We hire a protection team and let everyone else off the hook. Safety and dignity are not one department’s specialism. They are a thread that runs through every distribution, every clinic, every line we make people stand in.
Most organisations now have protection on the org chart somewhere. There is a specialist, a team, perhaps a whole unit, and they hold real expertise that matters. But watch how the rest of the organisation behaves around them, and a quiet abdication appears. The logistics team treats the safety of a distribution as the protection team’s concern. The health team designs a clinic without asking who might be put at risk by where the queue forms. The water engineer places a tap without considering the walk to reach it after dark. Each assumes that keeping people safe is the job of the people with protection in their title. We have turned a thread that should run through all of our work into a box that belongs to a few.
This is not the same conversation as safeguarding our own conduct, important as that is. This is about whether the way we deliver aid, in its everyday design, keeps people safe from harm and treats them with dignity, or quietly exposes them to risk. A food distribution can feed people and endanger them at the same time, if the route to it is unsafe or the wait humiliating. A registration process can record people and expose them, if the data is held carelessly. Protection in this sense is not a service we deliver alongside the others. It is a quality every service either has or lacks, and it depends on everyone who designs and runs the work.

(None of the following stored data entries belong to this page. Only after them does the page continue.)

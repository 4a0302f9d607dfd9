use std::fmt;

use serde::de::DeserializeOwned;
use serde::{Deserialize, Serialize};
use serde_json::Value as JsonValue;
use thiserror::Error;

/// Version stamped on every frame this crate emits.
pub const PROTOCOL_VERSION: u64 = 1;

const VERSION_KEY: &str = "v";

/// Messages posted by the render to its host.
#[derive(Debug, Clone, Serialize, Deserialize, PartialEq, Eq)]
#[serde(tag = "type", content = "payload", rename_all = "SCREAMING_SNAKE_CASE")]
pub enum RenderMessage {
    ElementSelected(ElementDescription),
    ClearSelection,
}

/// Messages posted by the host into the render.
#[derive(Debug, Clone, Serialize, Deserialize, PartialEq, Eq)]
#[serde(tag = "type", content = "payload", rename_all = "SCREAMING_SNAKE_CASE")]
pub enum HostMessage {
    UpdateElement(ElementUpdate),
    ClearSelectionRequest,
}

/// Position of an element as element-child indices, starting below the root
/// `html` element. The empty path is the root itself.
#[derive(Debug, Clone, Default, Serialize, Deserialize, PartialEq, Eq, Hash)]
#[serde(transparent)]
pub struct ElementPath(pub Vec<usize>);

impl ElementPath {
    pub fn root() -> Self {
        Self(Vec::new())
    }

    pub fn is_root(&self) -> bool {
        self.0.is_empty()
    }

    pub fn indices(&self) -> &[usize] {
        &self.0
    }
}

impl fmt::Display for ElementPath {
    fn fmt(&self, f: &mut fmt::Formatter<'_>) -> fmt::Result {
        f.write_str("html")?;
        for index in &self.0 {
            write!(f, "/{index}")?;
        }
        Ok(())
    }
}

/// Style properties the editing panel is allowed to touch.
#[derive(Debug, Clone, Copy, PartialEq, Eq, Hash)]
pub enum StyleProperty {
    Padding,
    Margin,
    BackgroundColor,
    Color,
    FontSize,
}

impl StyleProperty {
    pub const ALL: [StyleProperty; 5] = [
        StyleProperty::Padding,
        StyleProperty::Margin,
        StyleProperty::BackgroundColor,
        StyleProperty::Color,
        StyleProperty::FontSize,
    ];

    pub fn css_name(self) -> &'static str {
        match self {
            StyleProperty::Padding => "padding",
            StyleProperty::Margin => "margin",
            StyleProperty::BackgroundColor => "background-color",
            StyleProperty::Color => "color",
            StyleProperty::FontSize => "font-size",
        }
    }

    pub fn from_css_name(name: &str) -> Option<Self> {
        let lowered = name.trim().to_ascii_lowercase();
        Self::ALL
            .into_iter()
            .find(|property| property.css_name() == lowered)
    }
}

/// Values for the editable style properties. `None` means "not set" in a
/// snapshot and "leave unchanged" in an update; an empty string in an update
/// removes the declaration.
#[derive(Debug, Clone, Default, Serialize, Deserialize, PartialEq, Eq)]
#[serde(rename_all = "camelCase", default)]
pub struct StyleValues {
    #[serde(skip_serializing_if = "Option::is_none")]
    pub padding: Option<String>,
    #[serde(skip_serializing_if = "Option::is_none")]
    pub margin: Option<String>,
    #[serde(skip_serializing_if = "Option::is_none")]
    pub background_color: Option<String>,
    #[serde(skip_serializing_if = "Option::is_none")]
    pub color: Option<String>,
    #[serde(skip_serializing_if = "Option::is_none")]
    pub font_size: Option<String>,
}

impl StyleValues {
    pub fn get(&self, property: StyleProperty) -> Option<&str> {
        self.slot(property).as_deref()
    }

    pub fn set(&mut self, property: StyleProperty, value: impl Into<String>) {
        *self.slot_mut(property) = Some(value.into());
    }

    pub fn is_empty(&self) -> bool {
        StyleProperty::ALL
            .into_iter()
            .all(|property| self.get(property).is_none())
    }

    /// Set properties in declaration order.
    pub fn iter(&self) -> impl Iterator<Item = (StyleProperty, &str)> + '_ {
        StyleProperty::ALL
            .into_iter()
            .filter_map(move |property| self.get(property).map(|value| (property, value)))
    }

    fn slot(&self, property: StyleProperty) -> &Option<String> {
        match property {
            StyleProperty::Padding => &self.padding,
            StyleProperty::Margin => &self.margin,
            StyleProperty::BackgroundColor => &self.background_color,
            StyleProperty::Color => &self.color,
            StyleProperty::FontSize => &self.font_size,
        }
    }

    fn slot_mut(&mut self, property: StyleProperty) -> &mut Option<String> {
        match property {
            StyleProperty::Padding => &mut self.padding,
            StyleProperty::Margin => &mut self.margin,
            StyleProperty::BackgroundColor => &mut self.background_color,
            StyleProperty::Color => &mut self.color,
            StyleProperty::FontSize => &mut self.font_size,
        }
    }
}

/// Value snapshot of the selected element. Carries no handle into the render.
#[derive(Debug, Clone, Serialize, Deserialize, PartialEq, Eq)]
#[serde(rename_all = "camelCase")]
pub struct ElementDescription {
    pub tag_name: String,
    pub path: ElementPath,
    #[serde(default, skip_serializing_if = "Option::is_none")]
    pub id: Option<String>,
    #[serde(default)]
    pub class_name: String,
    #[serde(default)]
    pub text: String,
    #[serde(default)]
    pub styles: StyleValues,
}

/// Partial update for the selected element.
#[derive(Debug, Clone, Default, Serialize, Deserialize, PartialEq, Eq)]
#[serde(rename_all = "camelCase", default)]
pub struct ElementUpdate {
    #[serde(skip_serializing_if = "Option::is_none")]
    pub text: Option<String>,
    #[serde(skip_serializing_if = "Option::is_none")]
    pub class_name: Option<String>,
    pub styles: StyleValues,
}

impl ElementUpdate {
    pub fn is_empty(&self) -> bool {
        self.text.is_none() && self.class_name.is_none() && self.styles.is_empty()
    }

    pub fn with_text(mut self, text: impl Into<String>) -> Self {
        self.text = Some(text.into());
        self
    }

    pub fn with_class_name(mut self, class_name: impl Into<String>) -> Self {
        self.class_name = Some(class_name.into());
        self
    }

    pub fn with_style(mut self, property: StyleProperty, value: impl Into<String>) -> Self {
        self.styles.set(property, value);
        self
    }
}

#[derive(Debug, Error)]
pub enum ProtocolError {
    #[error("malformed frame: {0}")]
    Json(#[from] serde_json::Error),
    #[error("frame is not an object")]
    NotAnObject,
    #[error("unsupported protocol version {0}")]
    UnsupportedVersion(u64),
}

/// Encode a message as a JSON frame stamped with [`PROTOCOL_VERSION`].
pub fn encode_frame<M: Serialize>(message: &M) -> Result<String, ProtocolError> {
    let mut value = serde_json::to_value(message)?;
    let JsonValue::Object(map) = &mut value else {
        return Err(ProtocolError::NotAnObject);
    };
    map.insert(VERSION_KEY.to_string(), JsonValue::from(PROTOCOL_VERSION));
    Ok(serde_json::to_string(&value)?)
}

/// Decode a JSON frame. Frames without a version are treated as version 1.
pub fn decode_frame<M: DeserializeOwned>(frame: &str) -> Result<M, ProtocolError> {
    let mut value: JsonValue = serde_json::from_str(frame)?;
    let JsonValue::Object(map) = &mut value else {
        return Err(ProtocolError::NotAnObject);
    };
    if let Some(version) = map.remove(VERSION_KEY) {
        let version = version.as_u64().unwrap_or(u64::MAX);
        if version > PROTOCOL_VERSION {
            return Err(ProtocolError::UnsupportedVersion(version));
        }
    }
    Ok(serde_json::from_value(value)?)
}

The honest cause is that specialisation, which serves us well in most things, works against us here. When we create a dedicated unit for something, the rest of the organisation reasonably concludes the something is now handled, and stops holding it. The very act of building expertise in one place relieves every other place of the duty to think about it. There is a second reason, rooted in how we plan and measure. The technical sectors, food, water, health, shelter, each have their own targets and their own definition of a job well done, and protection rarely appears inside those definitions. So a team can hit every target it owns and still have designed a service that exposes people to harm, because the harm was nobody’s indicator. What sits between the sectors, as protection does, belongs to no one’s scorecard and slips through.

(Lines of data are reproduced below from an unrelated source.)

//! Point-to-point message channel between a host and one mounted render.
//!
//! Frames cross the channel as JSON text, so nothing but values can reach
//! the other side. Delivery is ordered per direction and unacknowledged.

use std::marker::PhantomData;

use serde::de::DeserializeOwned;
use serde::Serialize;
use tokio::sync::mpsc::error::TryRecvError;
use tokio::sync::mpsc::{unbounded_channel, UnboundedReceiver, UnboundedSender};
use tracing::{debug, warn};

use crate::protocol::{decode_frame, encode_frame, HostMessage, RenderMessage};

/// Result of posting a frame.
#[derive(Debug, Clone, Copy, PartialEq, Eq)]
pub enum Delivery {
    Posted,
    /// The receiving side is gone; the frame was discarded.
    Dropped,
}

/// Sending half.
pub struct Outbox<M> {
    tx: UnboundedSender<String>,
    _marker: PhantomData<fn(M)>,
}

impl<M: Serialize> Outbox<M> {
    pub fn post(&self, message: &M) -> Delivery {
        let frame = match encode_frame(message) {
            Ok(frame) => frame,
            Err(err) => {
                warn!(target = "channel", error = %err, "failed to encode frame");
                return Delivery::Dropped;
            }
        };

        match self.tx.send(frame) {
            Ok(()) => Delivery::Posted,
            Err(_) => {
                debug!(target = "channel", "receiver torn down; frame dropped");
                Delivery::Dropped
            }
        }
    }
}

/// Receiving half. Frames that fail to decode are skipped.
pub struct Inbox<M> {
    rx: UnboundedReceiver<String>,
    _marker: PhantomData<fn() -> M>,
}

impl<M: DeserializeOwned> Inbox<M> {
    /// Next decodable message, without waiting.
    pub fn try_next(&mut self) -> Option<M> {
        loop {
            let frame = match self.rx.try_recv() {
                Ok(frame) => frame,
                Err(TryRecvError::Empty) | Err(TryRecvError::Disconnected) => return None,
            };
            match decode_frame(&frame) {
                Ok(message) => return Some(message),
                Err(err) => {
                    warn!(target = "channel", error = %err, "discarding undecodable frame");
                }
            }
        }
    }

    /// Stop accepting frames. Anything posted afterwards is dropped.
    pub fn close(&mut self) {
        self.rx.close();
        while self.rx.try_recv().is_ok() {}
    }
}

/// One side of a channel: what it sends and what it receives.
pub struct Endpoint<Out, In> {
    pub outbox: Outbox<Out>,
    pub inbox: Inbox<In>,
}

pub type HostEndpoint = Endpoint<HostMessage, RenderMessage>;
pub type RenderEndpoint = Endpoint<RenderMessage, HostMessage>;

/// Create a fresh channel for one mount.
pub fn channel() -> (HostEndpoint, RenderEndpoint) {
    let (host_tx, render_rx) = unbounded_channel();
    let (render_tx, host_rx) = unbounded_channel();
    let host = Endpoint {
        outbox: Outbox {
            tx: host_tx,
            _marker: PhantomData,
        },
        inbox: Inbox {
            rx: host_rx,
            _marker: PhantomData,
        },
    };
    let render = Endpoint {
        outbox: Outbox {
            tx: render_tx,
            _marker: PhantomData,
        },
        inbox: Inbox {
            rx: render_rx,
            _marker: PhantomData,
        },
    };
    (host, render)
}

/// Host-side listener for render messages. Closing happens on drop, so a
/// listener can never observe frames after its owner is gone.
pub struct Subscription {
    inbox: Inbox<RenderMessage>,
}

impl Subscription {
    pub fn new(inbox: Inbox<RenderMessage>) -> Self {
        debug!(target = "channel", "subscription installed");
        Self { inbox }
    }

    pub fn try_next(&mut self) -> Option<RenderMessage> {
        self.inbox.try_next()
    }
}

impl Drop for Subscription {
    fn drop(&mut self) {
        self.inbox.close();
        debug!(target = "channel", "subscription released");
    }
}

#[cfg(test)]
mod tests {
    use super::*;
    use crate::protocol::ElementUpdate;

    #[test]
    fn delivers_in_order_per_direction() {
        let (host, mut render) = channel();
        let first = HostMessage::UpdateElement(ElementUpdate::default().with_text("one"));
        let second = HostMessage::ClearSelectionRequest;
        assert_eq!(host.outbox.post(&first), Delivery::Posted);
        assert_eq!(host.outbox.post(&second), Delivery::Posted);

        assert_eq!(render.inbox.try_next(), Some(first));
        assert_eq!(render.inbox.try_next(), Some(second));
        assert_eq!(render.inbox.try_next(), None);
    }

    #[test]
    fn posting_after_subscription_drop_is_dropped() {
        let (host, render) = channel();
        let subscription = Subscription::new(host.inbox);
        drop(subscription);
        assert_eq!(
            render.outbox.post(&RenderMessage::ClearSelection),
            Delivery::Dropped
        );
    }

    #[test]
    fn posting_to_dropped_render_is_dropped() {
        let (host, render) = channel();
        drop(render);
        assert_eq!(
            host.outbox.post(&HostMessage::ClearSelectionRequest),
            Delivery::Dropped
        );
    }
}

The cost is paid by the people least able to absorb it. A response that delivers its goods but ignores the safety and dignity of how it delivers them can leave people worse off than before, exposed at the distribution point, endangered on the journey, or put at risk by the information we collected. We counted the aid we provided. We did not count the harm the manner of providing it created, because that harm lived between our departments where no measure could see it.
The fix is to make protection a thread that runs through all of our work rather than a unit that holds it alone. The specialist expertise still matters. The point is that it should inform every team’s choices, not absolve every team of the duty to make safe ones.
Make safety and dignity a question every team asks of its own work. When designing any service, the team running it should ask how the way they deliver it could expose people to harm, and adjust accordingly. The specialist helps them ask the question well. They do not get to ask it instead of the team. A thread is woven by everyone or it is not woven at all.
Put the specialists upstream, in the design, not downstream, in the cleanup. A protection team consulted after a distribution goes wrong is being used as a repair crew. The same expertise placed at the design stage prevents the harm rather than documenting it.
Build protection into the measures each sector owns. As long as a team’s definition of success leaves out the safety and dignity of how it works, that part will keep falling between the cracks. Folding a simple test of do no harm into each sector’s standards makes protection part of doing the job well, rather than a concern competing with the job.
Name protection as a shared duty, with funders alongside. Part of why it sits in a silo is that it is funded as a separate specialism rather than a quality of all programming. Making the case to funders that it belongs inside every sector helps move it from a box a few people own to a thread everyone carries.
A food distribution can feed people and endanger them at the same time. Protection is not what one team delivers. It is a quality every service either has or lacks.
None of this diminishes the specialists or pretends protection expertise is something anyone can improvise. It asks only that the expertise inform everyone rather than excuse everyone. The measure of protection is not whether we have a unit for it. It is whether the engineer placing the tap and the clerk recording the name each made a choice that kept people safe, and that is a thread we can begin weaving now.